Consolidation veltuzumab therapy improves response of ⁹⁰Y-veltuzumab, but only when given in the absence of a pre-dose, or as in Figure 2, when the pre-dose is minimized. Ramos-bearing nude mice were given 0.13 mCi of ⁹⁰Y-veltuzumab alone or animals received 1.0 mg of veltuzumab prior to the radioconjugate, which was then followed with 3 additional weekly injections of 0.5 mg of veltuzumab (pre & post hA20). Other animals received the same veltuzumab regimen, but it was started 1 week after the radioconjugate was given.

Figure 6

Veltuzumab bsMAb pretargeted ⁹⁰Y-hapten-peptide improves therapeutic response compared to directly radiolabeled ⁹⁰Y-veltuzumab.
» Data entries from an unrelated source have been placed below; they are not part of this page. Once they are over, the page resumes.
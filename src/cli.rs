// CLI commands

use crate::config::NodeConfig;
use crate::consensus::{CancelToken, ChainPhase, ConsensusEngine};
use crate::core::{Block, KeyPair, Secp256k1Verifier};
use crate::error::{ChainError, Result};
use crate::node::{mine_blocks, Node};
use crate::storage::ChainStore;
use crate::wallet::TransactionBuilder;
use clap::{Parser, Subcommand};
use std::path::PathBuf;
use std::sync::Arc;

/// Base units per coin, for display only
const UNITS_PER_COIN: f64 = 100_000_000.0;

#[derive(Parser)]
#[command(name = "talant-chain")]
#[command(about = "Single-node proof-of-work ledger", long_about = None)]
pub struct Cli {
    /// JSON configuration file
    #[arg(short, long, global = true)]
    pub config: Option<PathBuf>,

    /// Data directory (overrides the config file)
    #[arg(short, long, global = true)]
    pub data_dir: Option<PathBuf>,

    #[command(subcommand)]
    pub command: Commands,
}

#[derive(Subcommand)]
pub enum Commands {
    /// Initialize a new chain with its genesis block
    Init,

    /// Get chain info
    Info,

    /// Get balance for an address
    Balance {
        address: String,
    },

    /// Get block by height
    Block {
        height: u64,
    },

    /// Print a work template as JSON
    Template {
        /// Address credited by the coinbase
        address: String,
    },

    /// Mine blocks paying the given address
    Mine {
        address: String,
        /// Number of blocks to mine
        #[arg(short, long, default_value = "1")]
        blocks: u64,
    },

    /// Generate a key pair and print its address
    Keygen,

    /// Send coins from the key's outputs to an address
    Send {
        /// Sender secret key (hex)
        #[arg(short, long)]
        key: String,
        to: String,
        amount: u64,
        /// Amount left unclaimed by the outputs
        #[arg(short, long, default_value = "0")]
        fee: u64,
        /// Mine one block to this address so the spend confirms
        #[arg(long)]
        mine: Option<String>,
    },

    /// Run the node until ctrl-c
    Run {
        /// Mine to this address while running
        #[arg(long)]
        mine: Option<String>,
    },
}

impl Cli {
    /// Configuration from `--config` (or defaults) with CLI overrides applied
    pub fn node_config(&self) -> Result<NodeConfig> {
        let mut config = match &self.config {
            Some(path) => NodeConfig::load(path)?,
            None => NodeConfig::default(),
        };
        if let Some(dir) = &self.data_dir {
            config.data_dir = dir.clone();
        }
        Ok(config)
    }
}

/// CLI handler
pub struct CliHandler {
    config: NodeConfig,
    engine: Option<Arc<ConsensusEngine>>,
}

impl CliHandler {
    /// Create a new CLI handler. The chain is opened on first use.
    pub fn new(config: NodeConfig) -> Self {
        Self { config, engine: None }
    }

    /// Open the block store and replay it, writing genesis if it is empty
    fn engine(&mut self) -> Result<Arc<ConsensusEngine>> {
        if let Some(engine) = &self.engine {
            return Ok(engine.clone());
        }
        let path = self.config.data_dir.join("blocks");
        log::info!("Opening chain at {}", path.display());
        let store = ChainStore::new(&path).map_err(ChainError::StorageFailure)?;
        let engine = Arc::new(ConsensusEngine::open(
            self.config.chain.clone(),
            Box::new(store),
            Arc::new(Secp256k1Verifier),
            self.config.mempool.max_entries,
        )?);
        self.engine = Some(engine.clone());
        Ok(engine)
    }

    /// Handle CLI command
    pub fn handle(&mut self, command: Commands) -> Result<()> {
        match command {
            Commands::Init => self.init(),
            Commands::Info => self.info(),
            Commands::Balance { address } => self.balance(&address),
            Commands::Block { height } => self.block(height),
            Commands::Template { address } => self.template(&address),
            Commands::Mine { address, blocks } => self.mine(&address, blocks),
            Commands::Keygen => {
                Self::keygen();
                Ok(())
            }
            Commands::Send { key, to, amount, fee, mine } => {
                self.send(&key, &to, amount, fee, mine.as_deref())
            }
            Commands::Run { mine } => self.run(mine),
        }
    }

    /// Initialize chain
    fn init(&mut self) -> Result<()> {
        let engine = self.engine()?;
        let genesis = engine.block_at(0)?.ok_or(ChainError::Uninitialized)?;

        println!("✓ Chain ready at {}", self.config.data_dir.display());
        println!("  Genesis: {}", genesis.hash());
        if let Some(tip) = engine.tip() {
            println!("  Height: {}", tip.height);
        }
        Ok(())
    }

    /// Get chain info
    fn info(&mut self) -> Result<()> {
        let engine = self.engine()?;
        let tip = engine.tip().ok_or(ChainError::Uninitialized)?;

        println!("Chain Info:");
        match engine.phase() {
            ChainPhase::Empty => println!("  Phase: empty"),
            ChainPhase::Genesis => println!("  Phase: genesis"),
            ChainPhase::Extending(height) => println!("  Phase: extending ({})", height),
        }
        println!("  Height: {}", tip.height);
        println!("  Best block: {}", tip.hash);
        println!("  Next difficulty: {}", engine.difficulty());
        println!("  Next reward: {}", engine.params().block_reward(tip.height + 1));
        println!("  UTXO count: {}", engine.utxo_count());
        Ok(())
    }

    fn balance(&mut self, address: &str) -> Result<()> {
        let engine = self.engine()?;
        let balance = engine.balance_of(address);
        let utxos = engine.utxos_for(address);

        println!("Balance for {}:", address);
        println!("  {} units ({} coins)", balance, balance as f64 / UNITS_PER_COIN);
        println!("  Unspent outputs: {}", utxos.len());
        for (outpoint, utxo) in utxos {
            println!("    {} {}", outpoint, utxo.output.amount);
        }
        Ok(())
    }

    fn block(&mut self, height: u64) -> Result<()> {
        let engine = self.engine()?;
        match engine.block_at(height)? {
            Some(block) => {
                Self::print_block(height, &block);
                Ok(())
            }
            None => Err(ChainError::NotFound(format!("block at height {}", height))),
        }
    }

    fn template(&mut self, address: &str) -> Result<()> {
        let engine = self.engine()?;
        let template = engine.create_template(address)?;
        let json = serde_json::to_string_pretty(&template)
            .map_err(|e| ChainError::Encoding(e.to_string()))?;
        println!("{}", json);
        Ok(())
    }

    fn mine(&mut self, address: &str, blocks: u64) -> Result<()> {
        let engine = self.engine()?;
        println!("Mining {} block(s) to {}...", blocks, address);

        let mined = mine_blocks(&engine, address, &self.config.mining, &CancelToken::new(), Some(blocks))?;
        let tip = engine.tip().ok_or(ChainError::Uninitialized)?;

        println!("✓ Mined {} block(s)", mined);
        println!("  Height: {}", tip.height);
        println!("  Best block: {}", tip.hash);
        println!("  Balance of {}: {}", address, engine.balance_of(address));
        Ok(())
    }

    fn keygen() {
        let keys = KeyPair::generate();
        println!("Address: {}", keys.address());
        println!("Secret key: {}", keys.secret_hex());
    }

    /// Build, sign and pool a spend. The mempool lives in this process, so
    /// `--mine` is how the spend reaches a block from the command line.
    fn send(&mut self, key: &str, to: &str, amount: u64, fee: u64, mine: Option<&str>) -> Result<()> {
        let engine = self.engine()?;
        let keys = KeyPair::from_secret_hex(key).map_err(ChainError::Wallet)?;
        let tx = TransactionBuilder::new(&keys, &engine)
            .build(to, amount, fee)
            .map_err(ChainError::Wallet)?;
        let txid = tx.txid();

        println!("Transaction created:");
        println!("  TXID: {}", txid);
        println!("  From: {}", keys.address());
        println!("  Inputs: {}", tx.inputs.len());
        println!("  Outputs: {}", tx.outputs.len());
        println!("  Raw: {}", tx.to_hex());

        let outcome = engine.submit_transaction(tx);
        if !outcome.accepted {
            return Err(ChainError::Wallet(format!(
                "Transaction {} rejected: {}",
                txid,
                outcome.reason.unwrap_or_default()
            )));
        }
        println!("✓ Accepted into mempool");

        if let Some(address) = mine {
            mine_blocks(&engine, address, &self.config.mining, &CancelToken::new(), Some(1))?;
            let confirmed = !engine.mempool_contains(&txid);
            let tip = engine.tip().ok_or(ChainError::Uninitialized)?;
            println!("✓ Mined block {} at height {}", tip.hash, tip.height);
            if !confirmed {
                log::warn!("Transaction {} is still pending", txid);
            }
        }
        println!("  Balance of {}: {}", keys.address(), engine.balance_of(&keys.address()));
        Ok(())
    }

    fn run(&mut self, miner_address: Option<String>) -> Result<()> {
        let engine = self.engine()?;
        let runtime = tokio::runtime::Builder::new_multi_thread()
            .enable_all()
            .build()
            .map_err(|e| ChainError::Io(format!("Failed to start runtime: {}", e)))?;

        let node = Node::new(engine, self.config.clone());
        runtime.block_on(node.run(miner_address))
    }

    /// Print block information
    fn print_block(height: u64, block: &Block) {
        println!("Block {}:", height);
        println!("  Hash: {}", block.hash());
        println!("  Previous: {}", block.header.prev_hash);
        println!("  Merkle root: {}", block.header.merkle_root);
        println!("  Timestamp: {}", block.header.timestamp);
        println!("  Difficulty: {}", block.header.difficulty);
        println!("  Nonce: {}", block.header.nonce);
        println!("  Transactions: {}", block.transactions.len());

        for (i, tx) in block.transactions.iter().enumerate() {
            let total = tx.total_output_value().unwrap_or(0);
            println!("    [{}] {} ({} units)", i, tx.txid(), total);
        }
    }
}

#[cfg(test)]
mod tests {
    use super::*;

    #[test]
    fn test_parse_commands() {
        let cli = Cli::try_parse_from(["talant-chain", "mine", "A", "--blocks", "3"]).unwrap();
        assert!(matches!(cli.command, Commands::Mine { ref address, blocks: 3 } if address == "A"));

        let cli = Cli::try_parse_from(["talant-chain", "run", "--mine", "B"]).unwrap();
        assert!(matches!(cli.command, Commands::Run { mine: Some(ref a) } if a == "B"));

        let cli = Cli::try_parse_from([
            "talant-chain", "send", "--key", "00ff", "B", "500", "--fee", "5", "--mine", "M",
        ])
        .unwrap();
        assert!(matches!(
            cli.command,
            Commands::Send { amount: 500, fee: 5, mine: Some(ref m), ref to, .. } if m == "M" && to == "B"
        ));

        let cli = Cli::try_parse_from(["talant-chain", "--data-dir", "/tmp/chain", "info"]).unwrap();
        assert_eq!(cli.node_config().unwrap().data_dir, PathBuf::from("/tmp/chain"));
    }

    #[test]
    fn test_mine_then_query() {
        let dir = std::env::temp_dir().join(format!("talant-cli-{}", std::process::id()));
        let _ = std::fs::remove_dir_all(&dir);

        let mut config = NodeConfig::default();
        config.data_dir = dir.clone();
        config.mining.threads = 1;
        let mut handler = CliHandler::new(config);

        handler.handle(Commands::Init).unwrap();
        handler.handle(Commands::Mine { address: "A".to_string(), blocks: 2 }).unwrap();
        handler.handle(Commands::Block { height: 2 }).unwrap();
        assert!(matches!(
            handler.handle(Commands::Block { height: 3 }),
            Err(ChainError::NotFound(_))
        ));

        let engine = handler.engine().unwrap();
        assert_eq!(engine.tip().unwrap().height, 2);
        assert_eq!(engine.balance_of("A"), 10_000_000_000);

        drop(engine);
        drop(handler);
        let _ = std::fs::remove_dir_all(&dir);
    }

    #[test]
    fn test_send_then_mine() {
        let dir = std::env::temp_dir().join(format!("talant-cli-send-{}", std::process::id()));
        let _ = std::fs::remove_dir_all(&dir);

        let mut config = NodeConfig::default();
        config.data_dir = dir.clone();
        config.mining.threads = 1;
        let mut handler = CliHandler::new(config);
        let keys = KeyPair::generate();

        handler.handle(Commands::Mine { address: keys.address(), blocks: 1 }).unwrap();
        handler
            .handle(Commands::Send {
                key: keys.secret_hex(),
                to: "B".to_string(),
                amount: 1_000,
                fee: 10,
                mine: Some("M".to_string()),
            })
            .unwrap();

        let engine = handler.engine().unwrap();
        assert_eq!(engine.tip().unwrap().height, 2);
        assert_eq!(engine.balance_of("B"), 1_000);
        assert_eq!(engine.balance_of(&keys.address()), 5_000_000_000 - 1_010);
        assert_eq!(engine.balance_of("M"), 5_000_000_000);
        assert_eq!(engine.mempool_len(), 0);

        // Overspending is reported, not pooled
        let err = handler
            .handle(Commands::Send {
                key: keys.secret_hex(),
                to: "B".to_string(),
                amount: 5_000_000_000,
                fee: 0,
                mine: None,
            })
            .unwrap_err();
        assert!(matches!(err, ChainError::Wallet(_)));
        assert!(matches!(
            handler.handle(Commands::Send {
                key: "not hex".to_string(),
                to: "B".to_string(),
                amount: 1,
                fee: 0,
                mine: None,
            }),
            Err(ChainError::Wallet(_))
        ));

        drop(engine);
        drop(handler);
        let _ = std::fs::remove_dir_all(&dir);
    }
}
Nude mice bearing s.c. Ramos tumors were treated with the MTD of ⁹⁰Y-veltuzumab (0.13 mCi/0.05 mg) or a pretargeting procedure using a humanized, recombinant bispecific antibody containing 2 veltuzumab Fab fragments and one anti-hapten Fab fragment capable of binding the ⁹⁰Y-hapten peptide. 0.5 or 0.7 mCi of the pretargeted ⁹⁰Y-hapten-peptide only result in ~50–70% loss in WBC that recovers in several weeks, whereas 0.13 mCi of ⁹⁰Y-veltuzumab causes >90% loss in WBC that requires 7 weeks to recover. Growth curves and the subsequent survival curve shows the improved responses in the pretargeted animals with the ability to completely ablate 9/10 tumors at the 0.7 mCi ⁹⁰Y-hapten-peptide dose.

Figure 7

The effect of veltuzumab pre-dosing and consolidation therapy on a veltuzumab-bsMAb pretargeting procedure. (A) Administering 1.0 mg of veltuzumab 1 day before the injection of the veltuzumab bsMAb reduces efficacy of the pretargeting procedure using 0.25 mCi of the ⁹⁰Y-hapten-peptide, despite the use of additional veltuzumab therapy after the pretargeted ⁹⁰Y-hapten peptide was given. (B) minimizing the veltuzumab pre-dose to 0.25 mg restores the anti-tumor effects of the pretargeting procedure, even improving it in this study. (C) Adding a full veltuzumab consolidation therapy after the pretargeted therapy (i.e., 1.0 mg veltuzumab starting 1 week after the ⁹⁰Y-hapten peptide, followed by 3 weekly doses of 0.5 mg veltuzumab) improves response, even when animals were pre-dosed with 0.25 mg veltuzumab.

Figure 8

Veltuzumab consolidation therapy enhances anti-tumor response in SCID mice bearing RL human lymphoma xenografts. SCID mice received 0.125 mCi of veltuzumab bsMAb pretargeted ⁹⁰Y-hapten-peptide alone, or they were given a 0.25 mg pre-dose of veltuzumab 1 day before the bsMAb injection, as well as receiving a full veltuzumab consolidation therapy (1.0 mg + 3 × 0.5 mg) starting 1 week after the ⁹⁰Y-hapten-peptide. (TRT, treatment-related toxicity in pretargeting alone group).